» **TASK OBJECTIVE**
A precise repetition of every line below is the required answer.

(Dataset entries)
○ ○ ○ ○

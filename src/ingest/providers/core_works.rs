// src/ingest/providers/core_works.rs
//! CORE v3 works search. Needs an API key; without one the adapter is disabled.

use anyhow::{bail, Context, Result};
use async_trait::async_trait;
use chrono::Datelike;
use metrics::histogram;
use reqwest::StatusCode;
use serde::Deserialize;

use super::{id_string, non_blank};
use crate::ingest::absolutize;
use crate::ingest::types::{CandidateRecord, FetchWindow, SourceKind, SourceProvider};
use crate::ingest::window::parse_published;

pub const SEARCH_URL: &str = "https://api.core.ac.uk/v3/search/works";
pub const HOST: &str = "https://core.ac.uk";
pub const ENV_API_KEY: &str = "CORE_API_KEY";
pub const DEFAULT_QUERY: &str =
    r#""aircraft structural analysis" AND (fatigue OR "fitting factor" OR composite)"#;

#[derive(Debug, Deserialize)]
struct SearchResponse {
    results: Option<Vec<Work>>,
}

#[derive(Debug, Deserialize)]
struct Work {
    id: Option<serde_json::Value>,
    title: Option<String>,
    #[serde(rename = "abstract")]
    abstract_text: Option<String>,
    #[serde(rename = "downloadUrl")]
    download_url: Option<String>,
    #[serde(rename = "sourceFulltextUrls")]
    source_fulltext_urls: Option<Vec<String>>,
    #[serde(rename = "publishedDate")]
    published_date: Option<String>,
}

impl Work {
    /// CORE-hosted download first, then the first source full text, then the landing page.
    fn document_url(&self) -> Option<String> {
        non_blank(self.download_url.as_deref())
            .or_else(|| {
                self.source_fulltext_urls
                    .iter()
                    .flatten()
                    .map(String::as_str)
                    .find(|u| !u.trim().is_empty())
            })
            .map(|u| absolutize(u, HOST))
            .or_else(|| {
                self.id
                    .as_ref()
                    .and_then(id_string)
                    .map(|id| format!("{HOST}/works/{id}"))
            })
    }
}

/// Read the credential, treating a blank value as absent.
pub fn api_key_from_env() -> Option<String> {
    std::env::var(ENV_API_KEY)
        .ok()
        .map(|k| k.trim().to_string())
        .filter(|k| !k.is_empty())
}

pub struct CoreProvider {
    mode: Mode,
    query: String,
}

enum Mode {
    Fixture(String),
    Http {
        client: reqwest::Client,
        search_url: String,
        api_key: Option<String>,
        limit: u32,
    },
}

impl CoreProvider {
    pub fn from_fixture_str(s: &str) -> Self {
        Self {
            mode: Mode::Fixture(s.to_string()),
            query: DEFAULT_QUERY.to_string(),
        }
    }

    pub fn new(
        client: reqwest::Client,
        api_key: Option<String>,
        query: impl Into<String>,
        limit: u32,
    ) -> Self {
        Self {
            mode: Mode::Http {
                client,
                search_url: SEARCH_URL.to_string(),
                api_key,
                limit,
            },
            query: query.into(),
        }
    }

    /// Point the HTTP mode at another search endpoint (mirrors, local stubs).
    pub fn with_search_url(mut self, url: impl Into<String>) -> Self {
        if let Mode::Http { search_url, .. } = &mut self.mode {
            *search_url = url.into();
        }
        self
    }

    pub fn is_enabled(&self) -> bool {
        match &self.mode {
            Mode::Fixture(_) => true,
            Mode::Http { api_key, .. } => api_key.is_some(),
        }
    }

    fn parse_items_from_str(&self, s: &str, window: &FetchWindow) -> Result<Vec<CandidateRecord>> {
        let t0 = std::time::Instant::now();
        let resp: SearchResponse = serde_json::from_str(s).context("parsing core json")?;

        let mut out = Vec::new();
        for w in resp.results.unwrap_or_default() {
            if !window.admits(w.published_date.as_deref()) {
                continue;
            }
            out.push(
                CandidateRecord::new(
                    SourceKind::Core,
                    w.title.as_deref(),
                    w.document_url(),
                    w.abstract_text.as_deref().unwrap_or_default(),
                    &self.query,
                )
                .with_published(w.published_date.as_deref().and_then(parse_published)),
            );
        }

        histogram!("scrape_parse_ms", "provider" => "CORE").record(t0.elapsed().as_secs_f64() * 1_000.0);
        Ok(out)
    }

    /// CORE filters by year only; the exact cut-off is applied locally.
    fn search_query(&self, window: &FetchWindow) -> String {
        format!("({}) AND yearPublished>={}", self.query, window.since.year())
    }
}

#[async_trait]
impl SourceProvider for CoreProvider {
    async fn fetch_latest(&self, window: &FetchWindow) -> Result<Vec<CandidateRecord>> {
        match &self.mode {
            Mode::Fixture(s) => self.parse_items_from_str(s, window),
            Mode::Http {
                client,
                search_url,
                api_key,
                limit,
            } => {
                let Some(key) = api_key else {
                    tracing::info!(provider = "CORE", "{ENV_API_KEY} not set; skipping");
                    return Ok(Vec::new());
                };
                let resp = client
                    .get(search_url.as_str())
                    .bearer_auth(key)
                    .query(&[
                        ("q", self.search_query(window)),
                        ("limit", limit.to_string()),
                    ])
                    .send()
                    .await
                    .context("CORE http get()")?;

                let status = resp.status();
                if status == StatusCode::FORBIDDEN || status == StatusCode::UNAUTHORIZED {
                    bail!("CORE rejected the API key (HTTP {status})");
                }
                if !status.is_success() {
                    bail!("CORE returned HTTP {status}");
                }
                let body = resp.text().await.context("CORE http .text()")?;
                self.parse_items_from_str(&body, window)
            }
        }
    }

    fn name(&self) -> &'static str {
        "CORE"
    }
}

○ ○ ○ ○

» **RESULT FOR THIS EXERCISE**
filename src/ingest/providers/core_works.rs
// src/ingest/providers/core_works.rs
//! CORE v3 works search. Needs an API key; without one the adapter is disabled.

use anyhow::{bail, Context, Result};
use async_trait::async_trait;
use chrono::Datelike;
use metrics::histogram;
use reqwest::StatusCode;
use serde::Deserialize;

use super::{id_string, non_blank};
use crate::ingest::absolutize;
use crate::ingest::types::{CandidateRecord, FetchWindow, SourceKind, SourceProvider};
use crate::ingest::window::parse_published;

pub const SEARCH_URL: &str = "https://api.core.ac.uk/v3/search/works";
pub const HOST: &str = "https://core.ac.uk";
pub const ENV_API_KEY: &str = "CORE_API_KEY";
pub const DEFAULT_QUERY: &str =
    r#""aircraft structural analysis" AND (fatigue OR "fitting factor" OR composite)"#;

#[derive(Debug, Deserialize)]
struct SearchResponse {
    results: Option<Vec<Work>>,
}

#[derive(Debug, Deserialize)]
struct Work {
    id: Option<serde_json::Value>,
    title: Option<String>,
    #[serde(rename = "abstract")]
    abstract_text: Option<String>,
    #[serde(rename = "downloadUrl")]
    download_url: Option<String>,
    #[serde(rename = "sourceFulltextUrls")]
    source_fulltext_urls: Option<Vec<String>>,
    #[serde(rename = "publishedDate")]
    published_date: Option<String>,
}

impl Work {
    /// CORE-hosted download first, then the first source full text, then the landing page.
    fn document_url(&self) -> Option<String> {
        non_blank(self.download_url.as_deref())
            .or_else(|| {
                self.source_fulltext_urls
                    .iter()
                    .flatten()
                    .map(String::as_str)
                    .find(|u| !u.trim().is_empty())
            })
            .map(|u| absolutize(u, HOST))
            .or_else(|| {
                self.id
                    .as_ref()
                    .and_then(id_string)
                    .map(|id| format!("{HOST}/works/{id}"))
            })
    }
}

/// Read the credential, treating a blank value as absent.
pub fn api_key_from_env() -> Option<String> {
    std::env::var(ENV_API_KEY)
        .ok()
        .map(|k| k.trim().to_string())
        .filter(|k| !k.is_empty())
}

pub struct CoreProvider {
    mode: Mode,
    query: String,
}

enum Mode {
    Fixture(String),
    Http {
        client: reqwest::Client,
        search_url: String,
        api_key: Option<String>,
        limit: u32,
    },
}

impl CoreProvider {
    pub fn from_fixture_str(s: &str) -> Self {
        Self {
            mode: Mode::Fixture(s.to_string()),
            query: DEFAULT_QUERY.to_string(),
        }
    }

    pub fn new(
        client: reqwest::Client,
        api_key: Option<String>,
        query: impl Into<String>,
        limit: u32,
    ) -> Self {
        Self {
            mode: Mode::Http {
                client,
                search_url: SEARCH_URL.to_string(),
                api_key,
                limit,
            },
            query: query.into(),
        }
    }

    /// Point the HTTP mode at another search endpoint (mirrors, local stubs).
    pub fn with_search_url(mut self, url: impl Into<String>) -> Self {
        if let Mode::Http { search_url, .. } = &mut self.mode {
            *search_url = url.into();
        }
        self
    }

    pub fn is_enabled(&self) -> bool {
        match &self.mode {
            Mode::Fixture(_) => true,
            Mode::Http { api_key, .. } => api_key.is_some(),
        }
    }

    fn parse_items_from_str(&self, s: &str, window: &FetchWindow) -> Result<Vec<CandidateRecord>> {
        let t0 = std::time::Instant::now();
        let resp: SearchResponse = serde_json::from_str(s).context("parsing core json")?;

        let mut out = Vec::new();
        for w in resp.results.unwrap_or_default() {
            if !window.admits(w.published_date.as_deref()) {
                continue;
            }
            out.push(
                CandidateRecord::new(
                    SourceKind::Core,
                    w.title.as_deref(),
                    w.document_url(),
                    w.abstract_text.as_deref().unwrap_or_default(),
                    &self.query,
                )
                .with_published(w.published_date.as_deref().and_then(parse_published)),
            );
        }

        histogram!("scrape_parse_ms", "provider" => "CORE").record(t0.elapsed().as_secs_f64() * 1_000.0);
        Ok(out)
    }

    /// CORE filters by year only; the exact cut-off is applied locally.
    fn search_query(&self, window: &FetchWindow) -> String {
        format!("({}) AND yearPublished>={}", self.query, window.since.year())
    }
}

#[async_trait]
impl SourceProvider for CoreProvider {
    async fn fetch_latest(&self, window: &FetchWindow) -> Result<Vec<CandidateRecord>> {
        match &self.mode {
            Mode::Fixture(s) => self.parse_items_from_str(s, window),
            Mode::Http {
                client,
                search_url,
                api_key,
                limit,
            } => {
                let Some(key) = api_key else {
                    tracing::info!(provider = "CORE", "{ENV_API_KEY} not set; skipping");
                    return Ok(Vec::new());
                };
                let resp = client
                    .get(search_url.as_str())
                    .bearer_auth(key)
                    .query(&[
                        ("q", self.search_query(window)),
                        ("limit", limit.to_string()),
                    ])
                    .send()
                    .await
                    .context("CORE http get()")?;

                let status = resp.status();
                if status == StatusCode::FORBIDDEN || status == StatusCode::UNAUTHORIZED {
                    bail!("CORE rejected the API key (HTTP {status})");
                }
                if !status.is_success() {
                    bail!("CORE returned HTTP {status}");
                }
                let body = resp.text().await.context("CORE http .text()")?;
                self.parse_items_from_str(&body, window)
            }
        }
    }

    fn name(&self) -> &'static str {
        "CORE"
    }
}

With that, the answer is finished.